== Work instructions ==
Up to and including the line that contains "ImageReader::new(Cursor::new(bytes))", return every line from the start of the data, unchanged.

== Saved entries ==
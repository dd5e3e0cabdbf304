//! In-memory object store that records every put

use std::sync::{Arc, Mutex};

use async_trait::async_trait;
use ghibli_image_gen::storage::{BucketTarget, ObjectStore, PutObject};

pub struct RecordingStore {
    events: Arc<Mutex<Vec<String>>>,
    objects: Mutex<Vec<(BucketTarget, PutObject)>>,
}

impl RecordingStore {
    pub fn new(events: Arc<Mutex<Vec<String>>>) -> Self {
        Self {
            events,
            objects: Mutex::new(Vec::new()),
        }
    }

    pub fn objects(&self) -> Vec<(BucketTarget, PutObject)> {
        self.objects.lock().unwrap().clone()
    }
}

#[async_trait]
impl ObjectStore for RecordingStore {
    async fn put_object(&self, target: &BucketTarget, object: PutObject) -> anyhow::Result<()> {
        self.events
            .lock()
            .unwrap()
            .push(format!("upload {}", object.key));
        self.objects.lock().unwrap().push((target.clone(), object));
        Ok(())
    }
}
use std::io::Cursor;

use image::{ImageFormat, ImageReader};

/// Sniff the MIME type of an encoded image from its leading bytes
pub fn detect_mime_type(bytes: &[u8]) -> Option<&'static str> {
    match image::guess_format(bytes).ok()? {
        ImageFormat::Png => Some("image/png"),
        ImageFormat::Jpeg => Some("image/jpeg"),
        ImageFormat::Gif => Some("image/gif"),
        ImageFormat::WebP => Some("image/webp"),
        ImageFormat::Bmp => Some("image/bmp"),
        ImageFormat::Avif => Some("image/avif"),
        _ => None,
    }
}

/// Width and height read from the image header, without decoding pixels
pub fn dimensions(bytes: &[u8]) -> Option<(u32, u32)> {
    ImageReader::new(Cursor::new(bytes))
        .with_guessed_format()
        .ok()?
        .into_dimensions()
        .ok()
}

/// Same type once aliases like `image/jpg` are folded together
pub fn same_mime_type(declared: &str, detected: &str) -> bool {
    let normalize = |value: &str| match value {
        "image/jpg" | "image/pjpeg" => "image/jpeg".to_string(),
        other => other.to_string(),
    };
    normalize(&declared.to_ascii_lowercase()) == normalize(&detected.to_ascii_lowercase())
}
#![allow(dead_code)]

pub mod app;
pub mod mock_provider;
pub mod store;
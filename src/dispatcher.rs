use std::sync::Arc;

use reqwest::Client;
use serde::Serialize;
use tokio::time::Instant;

use crate::{
    config::{AppConfig, PollingConfig},
    error::{GenerateError, Result},
    prompt::compose_prompt,
    providers::{ImageApiProvider, ImageOutput, PredictionPoller, ReplicateProvider},
    size::{AspectRatio, Quality},
    storage::{ImageUploader, ObjectStore},
};

/// One validated generation request
#[derive(Debug, Clone)]
pub struct GenerationInput {
    pub description: String,
    pub aspect_ratio: AspectRatio,
    pub quality: Quality,
    /// Reference image as a data URL
    pub input_image: Option<String>,
}

#[derive(Debug, Clone)]
pub struct GenerationOutcome {
    pub image: ImageOutput,
    pub prompt: String,
    pub stats: GenerationStats,
}

#[derive(Debug, Clone, Serialize)]
#[serde(rename_all = "camelCase")]
pub struct GenerationStats {
    pub provider: &'static str,
    pub model: String,
    /// Frame sent to the provider: a size, a ratio token or `match_input_image`
    pub size: String,
    pub aspect_ratio: &'static str,
    pub quality: &'static str,
    pub prompt_length: usize,
    pub timings: Timings,
    #[serde(skip_serializing_if = "Option::is_none")]
    pub prediction_id: Option<String>,
    #[serde(skip_serializing_if = "Option::is_none")]
    pub poll_attempts: Option<u32>,
    #[serde(skip_serializing_if = "Option::is_none")]
    pub uploaded_image_url: Option<String>,
}

#[derive(Debug, Clone, Serialize)]
pub struct Timings {
    pub total: String,
}

impl Timings {
    fn since(started: Instant) -> Self {
        Self {
            total: format!("{}ms", started.elapsed().as_millis()),
        }
    }
}

enum Route<'a> {
    Synchronous(&'a ImageApiProvider),
    Prediction(&'a ReplicateProvider),
}

/// Picks a provider for each request and normalizes what comes back
pub struct GenerationDispatcher {
    image_api: Option<ImageApiProvider>,
    replicate: Option<ReplicateProvider>,
    uploader: ImageUploader,
    polling: PollingConfig,
}

impl GenerationDispatcher {
    pub fn new(config: &AppConfig, client: Client, store: Arc<dyn ObjectStore>) -> Self {
        Self {
            image_api: config
                .image_api
                .clone()
                .map(|api| ImageApiProvider::new(client.clone(), api)),
            replicate: config
                .replicate
                .clone()
                .map(|replicate| ReplicateProvider::new(client.clone(), replicate)),
            uploader: ImageUploader::new(config.storage.clone(), store),
            polling: config.polling,
        }
    }

    /// Input images need the prediction provider, which reads images by URL.
    /// Text-only requests prefer the synchronous endpoint.
    fn route(&self, with_image: bool) -> Result<Route<'_>> {
        match (with_image, &self.image_api, &self.replicate) {
            (true, _, Some(replicate)) => Ok(Route::Prediction(replicate)),
            (true, _, None) => Err(GenerateError::Configuration(
                "REPLICATE_API_TOKEN is required to generate from an input image".to_string(),
            )),
            (false, Some(image_api), _) => Ok(Route::Synchronous(image_api)),
            (false, None, Some(replicate)) => Ok(Route::Prediction(replicate)),
            (false, None, None) => Err(GenerateError::Configuration(
                "no image provider configured, set IMAGE_API_KEY or REPLICATE_API_TOKEN"
                    .to_string(),
            )),
        }
    }

    pub async fn dispatch(&self, input: GenerationInput) -> Result<GenerationOutcome> {
        let started = Instant::now();
        match self.route(input.input_image.is_some())? {
            Route::Synchronous(provider) => self.run_synchronous(provider, &input, started).await,
            Route::Prediction(provider) => self.run_prediction(provider, &input, started).await,
        }
    }

    async fn run_synchronous(
        &self,
        provider: &ImageApiProvider,
        input: &GenerationInput,
        started: Instant,
    ) -> Result<GenerationOutcome> {
        let prompt = compose_prompt(&input.description, None);
        let (image, frame) = provider.generate(&prompt, input.aspect_ratio).await?;

        let stats = GenerationStats {
            provider: "openai-compatible",
            model: provider.model().to_string(),
            size: frame,
            aspect_ratio: input.aspect_ratio.as_token(),
            quality: input.quality.as_str(),
            prompt_length: prompt.chars().count(),
            timings: Timings::since(started),
            prediction_id: None,
            poll_attempts: None,
            uploaded_image_url: None,
        };
        tracing::info!(total = %stats.timings.total, "image generated");

        Ok(GenerationOutcome {
            image,
            prompt,
            stats,
        })
    }

    async fn run_prediction(
        &self,
        provider: &ReplicateProvider,
        input: &GenerationInput,
        started: Instant,
    ) -> Result<GenerationOutcome> {
        let uploaded = match input.input_image.as_deref() {
            Some(data_url) => Some(self.uploader.upload_data_url(data_url).await?),
            None => None,
        };
        let reference_url = uploaded.as_ref().map(|asset| asset.public_url.as_str());

        let prompt = compose_prompt(&input.description, reference_url);
        let job = provider
            .create_prediction(&prompt, reference_url, input.aspect_ratio)
            .await?;

        let status_url = provider.status_url(&job);
        let resolved = PredictionPoller::new(provider, self.polling)
            .resolve(&job, &status_url)
            .await?;

        let frame = match reference_url {
            Some(_) => crate::providers::replicate::MATCH_INPUT_IMAGE,
            None => input.aspect_ratio.as_token(),
        };
        let stats = GenerationStats {
            provider: "replicate",
            model: provider.model().to_string(),
            size: frame.to_string(),
            aspect_ratio: input.aspect_ratio.as_token(),
            quality: input.quality.as_str(),
            prompt_length: prompt.chars().count(),
            timings: Timings::since(started),
            prediction_id: Some(job.id.clone()),
            poll_attempts: Some(resolved.attempts),
            uploaded_image_url: uploaded.map(|asset| asset.public_url),
        };
        tracing::info!(
            prediction_id = %job.id,
            attempts = resolved.attempts,
            total = %stats.timings.total,
            "prediction resolved"
        );

        Ok(GenerationOutcome {
            image: ImageOutput::Url(resolved.output_url),
            prompt,
            stats,
        })
    }
}
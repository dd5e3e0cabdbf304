//! Builds the application router against the mock provider

use std::collections::HashMap;
use std::sync::{Arc, Mutex};

use axum::Router;
use axum::body::Body;
use axum::http::{Request, StatusCode};
use ghibli_image_gen::config::AppConfig;
use ghibli_image_gen::web::{self, AppState};
use serde_json::Value;
use tower::ServiceExt;

use super::mock_provider::MockProvider;
use super::store::RecordingStore;

pub const PUBLIC_BASE: &str = "https://img.example.com";

pub struct TestApp {
    pub router: Router,
    pub provider: MockProvider,
    pub store: Arc<RecordingStore>,
    pub events: Arc<Mutex<Vec<String>>>,
}

/// Which parts of the environment a test wants configured
#[derive(Clone, Copy)]
pub struct Setup {
    pub image_api: bool,
    pub replicate: bool,
    pub storage: bool,
}

impl Setup {
    pub fn text_only() -> Self {
        Self {
            image_api: true,
            replicate: false,
            storage: false,
        }
    }

    pub fn everything() -> Self {
        Self {
            image_api: true,
            replicate: true,
            storage: true,
        }
    }
}

impl TestApp {
    pub async fn start(setup: Setup) -> anyhow::Result<Self> {
        Self::start_with(setup, &[]).await
    }

    /// Like [`TestApp::start`], with extra environment entries applied last
    pub async fn start_with(setup: Setup, overrides: &[(&str, &str)]) -> anyhow::Result<Self> {
        let events = Arc::new(Mutex::new(Vec::new()));
        let provider = MockProvider::start(events.clone()).await?;
        let store = Arc::new(RecordingStore::new(events.clone()));

        let mut env = HashMap::new();
        let mut set = |key: &str, value: String| {
            env.insert(key.to_string(), value);
        };
        set("POLL_INTERVAL_MS", "5".to_string());
        set("POLL_MAX_ATTEMPTS", "10".to_string());
        if setup.image_api {
            set("IMAGE_API_KEY", "sk-test".to_string());
            set("IMAGE_API_BASE_URL", provider.base_url());
        }
        if setup.replicate {
            set("REPLICATE_API_TOKEN", "r8-test".to_string());
            set("REPLICATE_BASE_URL", provider.base_url());
            set("REPLICATE_MODEL", "acme/kontext".to_string());
        }
        if setup.storage {
            set("R2_ACCOUNT_ID", "account".to_string());
            set("R2_ACCESS_KEY_ID", "access".to_string());
            set("R2_SECRET_ACCESS_KEY", "secret".to_string());
            set("R2_BUCKET_NAME", "inputs".to_string());
            set("R2_PUBLIC_URL", PUBLIC_BASE.to_string());
        }
        for (key, value) in overrides {
            set(*key, (*value).to_string());
        }

        let config = AppConfig::from_map(&env);
        let state = Arc::new(AppState::new(&config, store.clone())?);
        let router = web::router(&config, state);

        Ok(Self {
            router,
            provider,
            store,
            events,
        })
    }

    /// POST a JSON body to `/api/generate`
    pub async fn generate(&self, body: Value) -> (StatusCode, Value) {
        self.post_raw(body.to_string()).await
    }

    pub async fn post_raw(&self, body: String) -> (StatusCode, Value) {
        let request = Request::builder()
            .method("POST")
            .uri("/api/generate")
            .header("content-type", "application/json")
            .body(Body::from(body))
            .unwrap();

        let response = self.router.clone().oneshot(request).await.unwrap();
        let status = response.status();
        let bytes = axum::body::to_bytes(response.into_body(), usize::MAX)
            .await
            .unwrap();
        (status, serde_json::from_slice(&bytes).unwrap())
    }

    pub fn events(&self) -> Vec<String> {
        self.events.lock().unwrap().clone()
    }
}
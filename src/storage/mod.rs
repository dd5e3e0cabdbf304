pub mod data_url;
pub mod s3;
pub mod uploader;

use async_trait::async_trait;
use secrecy::SecretString;

pub use data_url::{DataUrl, parse_data_url};
pub use s3::S3ObjectStore;
pub use uploader::{ImageUploader, UploadedAsset};

pub fn get_extension_from_mime_type(mime_type: &str) -> &'static str {
    match mime_type.to_lowercase().as_str() {
        "image/jpeg" | "image/jpg" => "jpg",
        "image/png" => "png",
        "image/webp" => "webp",
        "image/gif" => "gif",
        "image/bmp" => "bmp",
        "image/svg+xml" => "svg",
        "image/avif" => "avif",
        _ => "bin",
    }
}

/// Fully resolved bucket connection for one put-object call
#[derive(Debug, Clone)]
pub struct BucketTarget {
    pub endpoint: String,
    pub bucket_name: String,
    pub access_key_id: SecretString,
    pub secret_access_key: SecretString,
}

#[derive(Debug, Clone)]
pub struct PutObject {
    pub key: String,
    pub body: Vec<u8>,
    pub content_type: String,
    /// Base64 SHA-256 of `body`
    pub checksum_sha256: String,
}

/// Write side of an S3-compatible bucket
#[async_trait]
pub trait ObjectStore: Send + Sync {
    async fn put_object(&self, target: &BucketTarget, object: PutObject) -> anyhow::Result<()>;
}
use std::collections::HashMap;

use anyhow::{Result, anyhow};
use async_trait::async_trait;
use aws_config::BehaviorVersion;
use aws_sdk_s3::{
    Client,
    config::{Credentials, Region},
    error::DisplayErrorContext,
    primitives::ByteStream,
};
use secrecy::ExposeSecret;
use tokio::sync::Mutex;

use super::{BucketTarget, ObjectStore, PutObject};

/// R2 and most S3-compatible stores ignore the region but the SDK requires one
const REGION: &str = "auto";

/// Clients are keyed by where they point and whose credentials they carry
#[derive(Clone, Debug, PartialEq, Eq, Hash)]
struct ClientKey {
    endpoint: String,
    access_key_id: String,
}

/// [`ObjectStore`] backed by the AWS S3 SDK, pointed at any S3-compatible
/// endpoint. SDK clients are built on first use and reused afterwards.
#[derive(Debug, Default)]
pub struct S3ObjectStore {
    clients: Mutex<HashMap<ClientKey, Client>>,
}

impl S3ObjectStore {
    pub fn new() -> Self {
        Self::default()
    }

    async fn client(&self, target: &BucketTarget) -> Client {
        let key = ClientKey {
            endpoint: target.endpoint.clone(),
            access_key_id: target.access_key_id.expose_secret().to_string(),
        };
        let mut clients = self.clients.lock().await;
        if let Some(client) = clients.get(&key) {
            return client.clone();
        }

        let client = build_client(target).await;
        tracing::debug!(endpoint = %target.endpoint, "object storage client created");
        clients.insert(key, client.clone());
        client
    }
}

async fn build_client(target: &BucketTarget) -> Client {
    let credentials = Credentials::new(
        target.access_key_id.expose_secret(),
        target.secret_access_key.expose_secret(),
        None,
        None,
        "static",
    );
    let sdk_config = aws_config::defaults(BehaviorVersion::latest())
        .region(Region::new(REGION))
        .credentials_provider(credentials)
        .endpoint_url(&target.endpoint)
        .load()
        .await;
    let s3_config = aws_sdk_s3::config::Builder::from(&sdk_config)
        .force_path_style(true)
        .build();
    Client::from_conf(s3_config)
}

#[async_trait]
impl ObjectStore for S3ObjectStore {
    async fn put_object(&self, target: &BucketTarget, object: PutObject) -> Result<()> {
        let client = self.client(target).await;
        let size = object.body.len();

        client
            .put_object()
            .bucket(&target.bucket_name)
            .key(&object.key)
            .content_type(&object.content_type)
            .checksum_sha256(&object.checksum_sha256)
            .body(ByteStream::from(object.body))
            .send()
            .await
            .map_err(|err| anyhow!("put_object {} failed: {}", object.key, DisplayErrorContext(&err)))?;

        tracing::debug!(
            bucket = %target.bucket_name,
            key = %object.key,
            size,
            "object stored"
        );
        Ok(())
    }
}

== Expected answer ==
repository dd5e3e0cabdbf304
//! In-memory object store that records every put

use std::sync::{Arc, Mutex};

use async_trait::async_trait;
use ghibli_image_gen::storage::{BucketTarget, ObjectStore, PutObject};

pub struct RecordingStore {
    events: Arc<Mutex<Vec<String>>>,
    objects: Mutex<Vec<(BucketTarget, PutObject)>>,
}

impl RecordingStore {
    pub fn new(events: Arc<Mutex<Vec<String>>>) -> Self {
        Self {
            events,
            objects: Mutex::new(Vec::new()),
        }
    }

    pub fn objects(&self) -> Vec<(BucketTarget, PutObject)> {
        self.objects.lock().unwrap().clone()
    }
}

#[async_trait]
impl ObjectStore for RecordingStore {
    async fn put_object(&self, target: &BucketTarget, object: PutObject) -> anyhow::Result<()> {
        self.events
            .lock()
            .unwrap()
            .push(format!("upload {}", object.key));
        self.objects.lock().unwrap().push((target.clone(), object));
        Ok(())
    }
}
use std::io::Cursor;

use image::{ImageFormat, ImageReader};

/// Sniff the MIME type of an encoded image from its leading bytes
pub fn detect_mime_type(bytes: &[u8]) -> Option<&'static str> {
    match image::guess_format(bytes).ok()? {
        ImageFormat::Png => Some("image/png"),
        ImageFormat::Jpeg => Some("image/jpeg"),
        ImageFormat::Gif => Some("image/gif"),
        ImageFormat::WebP => Some("image/webp"),
        ImageFormat::Bmp => Some("image/bmp"),
        ImageFormat::Avif => Some("image/avif"),
        _ => None,
    }
}

/// Width and height read from the image header, without decoding pixels
pub fn dimensions(bytes: &[u8]) -> Option<(u32, u32)> {
    ImageReader::new(Cursor::new(bytes))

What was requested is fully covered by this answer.